(Stored data)
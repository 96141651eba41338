//! Fire action handling: single shots, charging and timed bursts.
//!
//! `FireController::handle` is the state machine over fire events. A plain
//! performed event fires once. A slow tap that starts marks the ship as
//! charging, and when it is performed it turns into a `BurstSequence` entity
//! that fires `floor(hold * burst_speed)` shots one interval apart.
//! Overlapping bursts are allowed; each runs to completion unless cancelled.

use bevy::prelude::*;
use std::time::Duration;

use crate::settings::{secs_to_duration, Settings};
use crate::ship::projectile::{spawn_projectile, ShotRng};
use crate::ship::Ship;

#[derive(Debug, Clone, Copy, PartialEq, Eq)]
pub enum FirePhase {
    Started,
    Performed,
    Canceled,
}

/// Which input recognizer produced the event.
#[derive(Debug, Clone, Copy, PartialEq, Eq)]
pub enum FireInteraction {
    Press,
    Tap,
    SlowTap,
}

#[derive(Debug, Clone, Copy, PartialEq)]
pub struct FireEvent {
    pub phase: FirePhase,
    pub interaction: FireInteraction,
    /// Seconds the button was held; zero for events that carry no hold.
    pub duration: f32,
}

impl FireEvent {
    #[must_use]
    pub fn press() -> Self {
        Self { phase: FirePhase::Performed, interaction: FireInteraction::Press, duration: 0.0 }
    }

    #[must_use]
    pub fn tap(duration: f32) -> Self {
        Self { phase: FirePhase::Performed, interaction: FireInteraction::Tap, duration }
    }

    #[must_use]
    pub fn slow_tap_started() -> Self {
        Self { phase: FirePhase::Started, interaction: FireInteraction::SlowTap, duration: 0.0 }
    }

    #[must_use]
    pub fn slow_tap(duration: f32) -> Self {
        Self { phase: FirePhase::Performed, interaction: FireInteraction::SlowTap, duration }
    }

    #[must_use]
    pub fn canceled(interaction: FireInteraction, duration: f32) -> Self {
        Self { phase: FirePhase::Canceled, interaction, duration }
    }
}

#[derive(Debug, Clone, Copy, PartialEq, Eq)]
pub enum FireState {
    Idle,
    Charging,
    Bursting,
}

/// What the caller must do after a fire event.
#[derive(Debug, Clone, Copy, PartialEq, Eq)]
pub enum FireCommand {
    None,
    Single,
    Burst(u32),
}

/// Number of burst shots for a hold of `duration` seconds.
#[must_use]
#[allow(clippy::cast_possible_truncation, clippy::cast_sign_loss)]
pub fn burst_count(duration: f32, burst_speed: f32) -> u32 {
    let shots = (duration * burst_speed).floor();
    if shots.is_finite() && shots > 0.0 { shots as u32 } else { 0 }
}

#[derive(Component, Debug, Default)]
pub struct FireController {
    charging: bool,
    active_bursts: u32,
}

impl FireController {
    #[must_use]
    pub fn is_charging(&self) -> bool {
        self.charging
    }

    #[must_use]
    pub fn state(&self) -> FireState {
        if self.charging {
            FireState::Charging
        } else if self.active_bursts > 0 {
            FireState::Bursting
        } else {
            FireState::Idle
        }
    }

    pub fn handle(&mut self, event: &FireEvent, burst_speed: f32) -> FireCommand {
        match event.phase {
            FirePhase::Started => {
                if event.interaction == FireInteraction::SlowTap {
                    self.charging = true;
                }
                FireCommand::None
            }
            FirePhase::Performed => {
                self.charging = false;
                if event.interaction != FireInteraction::SlowTap {
                    return FireCommand::Single;
                }
                match burst_count(event.duration, burst_speed) {
                    0 => FireCommand::None,
                    n => FireCommand::Burst(n),
                }
            }
            FirePhase::Canceled => {
                self.charging = false;
                FireCommand::None
            }
        }
    }
}

/// A running burst: fires its first shot on the frame it starts, then one
/// shot per interval until `remaining` reaches zero.
#[derive(Component, Debug)]
pub struct BurstSequence {
    owner: Entity,
    remaining: u32,
    interval: Duration,
    until_next: Duration,
    started: bool,
}

impl BurstSequence {
    #[must_use]
    pub fn new(owner: Entity, shots: u32, interval: Duration) -> Self {
        Self { owner, remaining: shots, interval, until_next: Duration::ZERO, started: false }
    }

    #[must_use]
    pub fn owner(&self) -> Entity {
        self.owner
    }

    #[must_use]
    pub fn remaining(&self) -> u32 {
        self.remaining
    }

    #[must_use]
    pub fn is_finished(&self) -> bool {
        self.remaining == 0
    }

    /// Advance by `delta` and return how many shots are due. The first call
    /// ignores `delta`, since that time elapsed before the burst existed.
    pub fn advance(&mut self, delta: Duration) -> u32 {
        let mut budget = if self.started { delta } else { Duration::ZERO };
        self.started = true;

        let mut shots = 0;
        while self.remaining > 0 {
            if self.until_next > budget {
                self.until_next -= budget;
                break;
            }
            budget -= self.until_next;
            self.until_next = self.interval;
            self.remaining -= 1;
            shots += 1;
        }
        shots
    }
}

/// Handle to a spawned burst.
#[derive(Debug, Clone, Copy, PartialEq, Eq)]
pub struct BurstHandle(pub Entity);

impl BurstHandle {
    /// Stop the burst; shots already fired stay in the world.
    pub fn cancel(self, commands: &mut Commands) {
        if let Some(mut entity) = commands.get_entity(self.0) {
            entity.despawn();
        }
    }
}

/// Stop every burst owned by `ship`.
#[derive(Event, Debug, Clone, Copy)]
pub struct CancelBursts {
    pub ship: Entity,
}

pub fn spawn_burst(commands: &mut Commands, owner: Entity, shots: u32, interval: Duration) -> BurstHandle {
    BurstHandle(commands.spawn(BurstSequence::new(owner, shots, interval)).id())
}

/// Apply fire events to every ship.
///
/// A performed press or tap fires one projectile right away. A performed
/// slow tap spawns a `BurstSequence` that `run_bursts` plays out.
///
/// # Arguments
/// * `events` - Fire events from the input layer, handled in order.
/// * `settings` - Supplies `burst_speed`, `burst_interval` and the launch parameters.
/// * `rng` - Colour source for new projectiles.
/// * `ships` - Every ship with a `FireController`; each one reacts to every event.
///
/// # Return
/// Nothing; projectiles and bursts are spawned through `commands`.
#[allow(clippy::needless_pass_by_value)]
pub fn handle_fire_input(
    mut commands: Commands,
    mut events: EventReader<crate::ship::FireInput>,
    settings: Res<Settings>,
    mut rng: ResMut<ShotRng>,
    mut ships: Query<(Entity, &Transform, &mut FireController), With<Ship>>,
) {
    for ev in events.read() {
        for (entity, transform, mut controller) in &mut ships {
            match controller.handle(&ev.0, settings.ship.burst_speed) {
                FireCommand::None => {}
                FireCommand::Single => {
                    spawn_projectile(&mut commands, transform, &settings.projectile, &mut rng);
                }
                FireCommand::Burst(shots) => {
                    let interval = secs_to_duration(settings.projectile.burst_interval);
                    let handle = spawn_burst(&mut commands, entity, shots, interval);
                    debug!("burst of {shots} started for {entity:?} as {:?}", handle.0);
                }
            }
        }
    }
}

#[allow(clippy::needless_pass_by_value)]
pub fn cancel_bursts(
    mut commands: Commands,
    mut events: EventReader<CancelBursts>,
    bursts: Query<(Entity, &BurstSequence)>,
) {
    for ev in events.read() {
        for (entity, burst) in &bursts {
            if burst.owner() == ev.ship {
                debug!("burst {entity:?} cancelled with {} shots left", burst.remaining());
                BurstHandle(entity).cancel(&mut commands);
            }
        }
    }
}

/// Drive running bursts and keep each ship's burst count current.
///
/// # Arguments
/// * `time` - Frame delta used to advance every `BurstSequence`.
/// * `settings` - Launch parameters for the shots fired this frame.
/// * `rng` - Colour source for new projectiles.
/// * `bursts` - Running bursts; finished ones and those whose owner is gone are despawned.
/// * `ships` - Owners; `active_bursts` is recounted from scratch every frame.
///
/// # Return
/// Nothing; shots are spawned from the owner's current transform.
#[allow(clippy::needless_pass_by_value)]
pub fn run_bursts(
    mut commands: Commands,
    time: Res<Time>,
    settings: Res<Settings>,
    mut rng: ResMut<ShotRng>,
    mut bursts: Query<(Entity, &mut BurstSequence)>,
    mut ships: Query<(&Transform, &mut FireController)>,
) {
    for (_, mut controller) in &mut ships {
        controller.active_bursts = 0;
    }

    for (entity, mut burst) in &mut bursts {
        let Ok((transform, mut controller)) = ships.get_mut(burst.owner()) else {
            commands.entity(entity).despawn();
            continue;
        };

        for _ in 0..burst.advance(time.delta()) {
            spawn_projectile(&mut commands, transform, &settings.projectile, &mut rng);
        }

        if burst.is_finished() {
            commands.entity(entity).despawn();
        } else {
            controller.active_bursts += 1;
        }
    }
}

#[cfg(test)]
mod tests {
    use super::*;

    const TENTH: Duration = Duration::from_millis(100);

    #[test]
    fn plain_press_fires_once() {
        let mut c = FireController::default();
        assert_eq!(c.handle(&FireEvent::press(), 10.0), FireCommand::Single);
        assert_eq!(c.state(), FireState::Idle);
        assert_eq!(c.handle(&FireEvent::tap(0.1), 10.0), FireCommand::Single);
    }

    #[test]
    fn slow_tap_charges_then_bursts() {
        let mut c = FireController::default();
        assert_eq!(c.handle(&FireEvent::slow_tap_started(), 10.0), FireCommand::None);
        assert!(c.is_charging());
        assert_eq!(c.state(), FireState::Charging);
        assert_eq!(c.handle(&FireEvent::slow_tap(0.75), 10.0), FireCommand::Burst(7));
        assert!(!c.is_charging());
    }

    #[test]
    fn cancel_ends_charging_without_firing() {
        let mut c = FireController::default();
        c.handle(&FireEvent::slow_tap_started(), 10.0);
        let cmd = c.handle(&FireEvent::canceled(FireInteraction::SlowTap, 0.3), 10.0);
        assert_eq!(cmd, FireCommand::None);
        assert_eq!(c.state(), FireState::Idle);
    }

    #[test]
    fn started_press_does_not_charge() {
        let mut c = FireController::default();
        let started = FireEvent { phase: FirePhase::Started, interaction: FireInteraction::Press, duration: 0.0 };
        c.handle(&started, 10.0);
        assert!(!c.is_charging());
    }

    #[test]
    fn burst_count_floors_and_rejects_garbage() {
        assert_eq!(burst_count(0.5, 10.0), 5);
        assert_eq!(burst_count(1.29, 10.0), 12);
        assert_eq!(burst_count(0.05, 10.0), 0);
        assert_eq!(burst_count(2.0, 0.0), 0);
        assert_eq!(burst_count(-1.0, 10.0), 0);
        assert_eq!(burst_count(f32::NAN, 10.0), 0);
    }

    #[test]
    fn short_slow_tap_fires_nothing() {
        let mut c = FireController::default();
        assert_eq!(c.handle(&FireEvent::slow_tap(0.05), 10.0), FireCommand::None);
    }

    #[test]
    fn burst_fires_first_shot_immediately() {
        let mut b = BurstSequence::new(Entity::PLACEHOLDER, 3, TENTH);
        assert_eq!(b.advance(Duration::from_secs(1)), 1);
        assert_eq!(b.remaining(), 2);
    }

    #[test]
    fn burst_shots_are_one_interval_apart() {
        let mut b = BurstSequence::new(Entity::PLACEHOLDER, 4, TENTH);
        assert_eq!(b.advance(Duration::ZERO), 1);
        assert_eq!(b.advance(Duration::from_millis(60)), 0);
        assert_eq!(b.advance(Duration::from_millis(40)), 1);
        assert_eq!(b.advance(Duration::from_millis(99)), 0);
        assert_eq!(b.advance(Duration::from_millis(1)), 1);
        assert_eq!(b.advance(TENTH), 1);
        assert!(b.is_finished());
        assert_eq!(b.advance(Duration::from_secs(10)), 0);
    }

    #[test]
    fn long_frame_catches_up_on_missed_shots() {
        let mut b = BurstSequence::new(Entity::PLACEHOLDER, 10, TENTH);
        b.advance(Duration::ZERO);
        assert_eq!(b.advance(Duration::from_millis(250)), 2);
        assert_eq!(b.advance(Duration::from_millis(50)), 1);
        assert_eq!(b.remaining(), 6);
    }

    #[test]
    fn empty_burst_is_finished() {
        let mut b = BurstSequence::new(Entity::PLACEHOLDER, 0, TENTH);
        assert!(b.is_finished());
        assert_eq!(b.advance(TENTH), 0);
    }
}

### Exercise aim
Take the entries above and copy out all lines with the string "FireState".

### Solution for this problem
pub enum FireState {
    pub fn state(&self) -> FireState {
            FireState::Charging
            FireState::Bursting
            FireState::Idle
        assert_eq!(c.state(), FireState::Idle);
        assert_eq!(c.state(), FireState::Charging);
        assert_eq!(c.state(), FireState::Idle);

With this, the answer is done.